# The problem
Where the word "UpdateProduct" shows up in the entries below, please copy the whole line.

# Given data
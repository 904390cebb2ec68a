//! Error taxonomy for the resource client.

use thiserror::Error;

/// Errors produced by the resource client.
///
/// The client never retries or swallows errors; callers decide what to do
/// with each class. Query and mutation handles carry these into their state
/// instead of propagating panics across view boundaries.
#[derive(Debug, Clone, Error)]
pub enum ApiError {
  /// The server was unreachable or the connection failed mid-request.
  #[error("network error: {0}")]
  Transport(String),

  /// The server answered with a non-2xx status.
  #[error("server returned {status}: {body}")]
  Api { status: u16, body: String },

  /// The response body did not match the expected schema.
  #[error("failed to decode response: {0}")]
  Decode(String),

  /// A path template referenced a parameter that was not supplied.
  #[error("missing path parameter `{name}` for {template}")]
  InvalidPath {
    template: &'static str,
    name: String,
  },
}

impl ApiError {
  /// HTTP status code, if this error came from the server.
  pub fn status(&self) -> Option<u16> {
    match self {
      ApiError::Api { status, .. } => Some(*status),
      _ => None,
    }
  }

  /// Whether this error is the backend telling us the session is gone.
  ///
  /// The cache store halts further fetches when it records one of these.
  pub fn is_unauthenticated(&self) -> bool {
    self.status() == Some(401)
  }
}

impl From<reqwest::Error> for ApiError {
  fn from(err: reqwest::Error) -> Self {
    if err.is_decode() {
      ApiError::Decode(err.to_string())
    } else {
      ApiError::Transport(err.to_string())
    }
  }
}
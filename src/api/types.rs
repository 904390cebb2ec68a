//! Domain types for the coffee-shop backend API.
//!
//! Entities are serde round-trippable because the cache store holds them as
//! type-erased JSON. Create/Update payloads are separate types: create
//! commands carry required fields, update commands are all-optional patches.

use chrono::{DateTime, Utc};
use serde::{Deserialize, Serialize};
use std::collections::BTreeMap;

// ============================================================================
// Collections
// ============================================================================

/// Paginated collection envelope returned by list endpoints.
#[derive(Debug, Clone, Serialize, Deserialize)]
pub struct Paginated<T> {
  pub data: Vec<T>,
  #[serde(default)]
  pub meta: PageMeta,
}

#[derive(Debug, Clone, Copy, Default, Serialize, Deserialize)]
pub struct PageMeta {
  #[serde(default)]
  pub page: u32,
  #[serde(default)]
  pub limit: u32,
  #[serde(default)]
  pub total: u64,
}

// ============================================================================
// Users
// ============================================================================

#[derive(Debug, Clone, Copy, PartialEq, Eq, Serialize, Deserialize)]
#[serde(rename_all = "SCREAMING_SNAKE_CASE")]
pub enum UserRole {
  Admin,
  Manager,
  Employee,
  Customer,
}

impl UserRole {
  pub const ALL: &'static [UserRole] = &[
    UserRole::Admin,
    UserRole::Manager,
    UserRole::Employee,
    UserRole::Customer,
  ];

  pub fn label(&self) -> &'static str {
    match self {
      UserRole::Admin => "Admin",
      UserRole::Manager => "Manager",
      UserRole::Employee => "Employee",
      UserRole::Customer => "Customer",
    }
  }
}

#[derive(Debug, Clone, Serialize, Deserialize)]
pub struct User {
  pub id: u64,
  pub username: String,
  pub email: String,
  pub role: UserRole,
  pub is_active: bool,
  pub created_at: DateTime<Utc>,
  pub updated_at: DateTime<Utc>,
}

// ============================================================================
// Categories
// ============================================================================

#[derive(Debug, Clone, Serialize, Deserialize)]
pub struct Category {
  pub id: u64,
  pub name: String,
  pub slug: String,
  pub description: Option<String>,
  pub display_order: i64,
  pub is_active: bool,
  pub created_at: DateTime<Utc>,
  pub updated_at: DateTime<Utc>,
}

#[derive(Debug, Clone, Default, Serialize)]
pub struct CreateCategory {
  pub name: String,
  pub slug: String,
  pub description: Option<String>,
  pub display_order: i64,
  pub is_active: bool,
}

#[derive(Debug, Clone, Default, Serialize)]
pub struct UpdateCategory {
  #[serde(skip_serializing_if = "Option::is_none")]
  pub name: Option<String>,
  #[serde(skip_serializing_if = "Option::is_none")]
  pub slug: Option<String>,
  #[serde(skip_serializing_if = "Option::is_none")]
  pub description: Option<String>,
  #[serde(skip_serializing_if = "Option::is_none")]
  pub display_order: Option<i64>,
  #[serde(skip_serializing_if = "Option::is_none")]
  pub is_active: Option<bool>,
}

// ============================================================================
// Products
// ============================================================================

#[derive(Debug, Clone, Serialize, Deserialize)]
pub struct Product {
  pub id: u64,
  pub name: String,
  pub description: String,
  pub sku: String,
  pub price: f64,
  pub stock: i64,
  pub volume_ml: Option<i64>,
  pub category_id: u64,
  pub is_active: bool,
  pub is_promoted: bool,
  pub created_at: DateTime<Utc>,
  pub updated_at: DateTime<Utc>,
}

#[derive(Debug, Clone, Default, Serialize)]
pub struct CreateProduct {
  pub name: String,
  pub description: String,
  pub sku: String,
  pub price: f64,
  pub stock: i64,
  pub volume_ml: Option<i64>,
  pub category_id: u64,
  pub is_promoted: bool,
}

#[derive(Debug, Clone, Default, Serialize)]
pub struct UpdateProduct {
  #[serde(skip_serializing_if = "Option::is_none")]
  pub name: Option<String>,
  #[serde(skip_serializing_if = "Option::is_none")]
  pub description: Option<String>,
  #[serde(skip_serializing_if = "Option::is_none")]
  pub sku: Option<String>,
  #[serde(skip_serializing_if = "Option::is_none")]
  pub price: Option<f64>,
  #[serde(skip_serializing_if = "Option::is_none")]
  pub stock: Option<i64>,
  #[serde(skip_serializing_if = "Option::is_none")]
  pub volume_ml: Option<i64>,
  #[serde(skip_serializing_if = "Option::is_none")]
  pub category_id: Option<u64>,
  #[serde(skip_serializing_if = "Option::is_none")]
  pub is_active: Option<bool>,
  #[serde(skip_serializing_if = "Option::is_none")]
  pub is_promoted: Option<bool>,
}

// ============================================================================
// Orders
// ============================================================================

#[derive(Debug, Clone, Copy, PartialEq, Eq, Serialize, Deserialize)]
#[serde(rename_all = "SCREAMING_SNAKE_CASE")]
pub enum OrderStatus {
  Pending,
  Confirmed,
  Preparing,
  Ready,
  Completed,
  Cancelled,
}

impl OrderStatus {
  pub const ALL: &'static [OrderStatus] = &[
    OrderStatus::Pending,
    OrderStatus::Confirmed,
    OrderStatus::Preparing,
    OrderStatus::Ready,
    OrderStatus::Completed,
    OrderStatus::Cancelled,
  ];

  /// Wire value, e.g. "PENDING".
  pub fn as_str(&self) -> &'static str {
    match self {
      OrderStatus::Pending => "PENDING",
      OrderStatus::Confirmed => "CONFIRMED",
      OrderStatus::Preparing => "PREPARING",
      OrderStatus::Ready => "READY",
      OrderStatus::Completed => "COMPLETED",
      OrderStatus::Cancelled => "CANCELLED",
    }
  }

  pub fn label(&self) -> &'static str {
    match self {
      OrderStatus::Pending => "Pending",
      OrderStatus::Confirmed => "Confirmed",
      OrderStatus::Preparing => "Preparing",
      OrderStatus::Ready => "Ready",
      OrderStatus::Completed => "Completed",
      OrderStatus::Cancelled => "Cancelled",
    }
  }

  /// Whether the order can still be cancelled.
  pub fn is_open(&self) -> bool {
    !matches!(self, OrderStatus::Completed | OrderStatus::Cancelled)
  }
}

#[derive(Debug, Clone, Serialize, Deserialize)]
pub struct Order {
  pub id: u64,
  pub order_number: Option<String>,
  pub status: OrderStatus,
  pub total_amount: f64,
  pub created_at: DateTime<Utc>,
  pub updated_at: DateTime<Utc>,
}

// ============================================================================
// API keys
// ============================================================================

/// An API key. List endpoints return a redacted `key` prefix; the full
/// secret appears exactly once, in the creation response.
#[derive(Debug, Clone, Serialize, Deserialize)]
pub struct ApiKey {
  pub id: u64,
  pub name: String,
  pub key: String,
  pub is_active: bool,
  pub last_used_at: Option<DateTime<Utc>>,
  pub created_at: DateTime<Utc>,
}

#[derive(Debug, Clone, Default, Serialize)]
pub struct CreateApiKey {
  pub name: String,
}

// ============================================================================
// Auth
// ============================================================================

#[derive(Debug, Clone, Serialize)]
pub struct LoginRequest {
  pub username: String,
  pub password: String,
}

#[derive(Debug, Clone, Deserialize)]
pub struct LoginResponse {
  pub token: String,
  pub user: User,
}

// ============================================================================
// Validation
// ============================================================================

/// Field name → human-readable problem. Empty map means the command is
/// ready to submit; forms block submission while this is non-empty.
pub type FieldErrors = BTreeMap<&'static str, String>;

impl CreateCategory {
  pub fn validate(&self) -> FieldErrors {
    let mut errors = FieldErrors::new();
    if self.name.trim().is_empty() {
      errors.insert("name", "Name is required".into());
    }
    if self.slug.trim().is_empty() {
      errors.insert("slug", "Slug is required".into());
    } else if !is_valid_slug(&self.slug) {
      errors.insert(
        "slug",
        "Slug may only contain lowercase letters, digits and dashes".into(),
      );
    }
    if self.display_order < 0 {
      errors.insert("display_order", "Display order cannot be negative".into());
    }
    errors
  }
}

impl CreateProduct {
  pub fn validate(&self) -> FieldErrors {
    let mut errors = FieldErrors::new();
    if self.name.trim().is_empty() {
      errors.insert("name", "Name is required".into());
    }
    if self.description.trim().is_empty() {
      errors.insert("description", "Description is required".into());
    }
    if self.sku.trim().is_empty() {
      errors.insert("sku", "SKU is required".into());
    }
    if self.price <= 0.0 {
      errors.insert("price", "Price must be greater than 0".into());
    }
    if self.stock < 0 {
      errors.insert("stock", "Stock cannot be negative".into());
    }
    if self.category_id == 0 {
      errors.insert("category_id", "Category is required".into());
    }
    if let Some(volume) = self.volume_ml {
      if volume <= 0 {
        errors.insert("volume_ml", "Volume must be greater than 0".into());
      }
    }
    errors
  }
}

impl CreateApiKey {
  pub fn validate(&self) -> FieldErrors {
    let mut errors = FieldErrors::new();
    if self.name.trim().is_empty() {
      errors.insert("name", "Name is required".into());
    }
    errors
  }
}

fn is_valid_slug(slug: &str) -> bool {
  !slug.is_empty()
    && slug
      .chars()
      .all(|c| c.is_ascii_lowercase() || c.is_ascii_digit() || c == '-')
}

/// Derive a URL slug from a display name, e.g. "Iced Drinks" -> "iced-drinks".
pub fn slugify(name: &str) -> String {
  let mut slug = String::with_capacity(name.len());
  let mut prev_dash = true;
  for c in name.chars() {
    if c.is_ascii_alphanumeric() {
      slug.push(c.to_ascii_lowercase());
      prev_dash = false;
    } else if !prev_dash {
      slug.push('-');
      prev_dash = true;
    }
  }
  while slug.ends_with('-') {
    slug.pop();
  }
  slug
}

#[cfg(test)]
mod tests {
  use super::*;

  #[test]
  fn test_slugify() {
    assert_eq!(slugify("Iced Drinks"), "iced-drinks");
    assert_eq!(slugify("  Tea & Coffee  "), "tea-coffee");
    assert_eq!(slugify("Espresso"), "espresso");
  }

  #[test]
  fn test_create_category_requires_name_and_slug() {
    let cmd = CreateCategory::default();
    let errors = cmd.validate();
    assert!(errors.contains_key("name"));
    assert!(errors.contains_key("slug"));
  }

  #[test]
  fn test_create_category_rejects_bad_slug() {
    let cmd = CreateCategory {
      name: "Tea".into(),
      slug: "Tea Time".into(),
      ..Default::default()
    };
    let errors = cmd.validate();
    assert!(errors.contains_key("slug"));
  }

  #[test]
  fn test_create_category_valid() {
    let cmd = CreateCategory {
      name: "Tea".into(),
      slug: "tea".into(),
      description: None,
      display_order: 2,
      is_active: true,
    };
    assert!(cmd.validate().is_empty());
  }

  #[test]
  fn test_create_product_validation() {
    let cmd = CreateProduct {
      name: "Cappuccino".into(),
      description: "Classic".into(),
      sku: "COF-CAP-001".into(),
      price: 0.0,
      stock: -1,
      volume_ml: Some(0),
      category_id: 0,
      is_promoted: false,
    };
    let errors = cmd.validate();
    assert!(errors.contains_key("price"));
    assert!(errors.contains_key("stock"));
    assert!(errors.contains_key("volume_ml"));
    assert!(errors.contains_key("category_id"));
    assert!(!errors.contains_key("name"));
  }

  #[test]
  fn test_order_status_wire_roundtrip() {
    let json = serde_json::to_string(&OrderStatus::Preparing).unwrap();
    assert_eq!(json, "\"PREPARING\"");
    let back: OrderStatus = serde_json::from_str(&json).unwrap();
    assert_eq!(back, OrderStatus::Preparing);
  }

  #[test]
  fn test_update_product_skips_unset_fields() {
    let patch = UpdateProduct {
      price: Some(250.0),
      ..Default::default()
    };
    let json = serde_json::to_value(&patch).unwrap();
    assert_eq!(json.as_object().unwrap().len(), 1);
    assert_eq!(json["price"], 250.0);
  }
}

# Finished exercise
pub struct UpdateProduct {
    let patch = UpdateProduct {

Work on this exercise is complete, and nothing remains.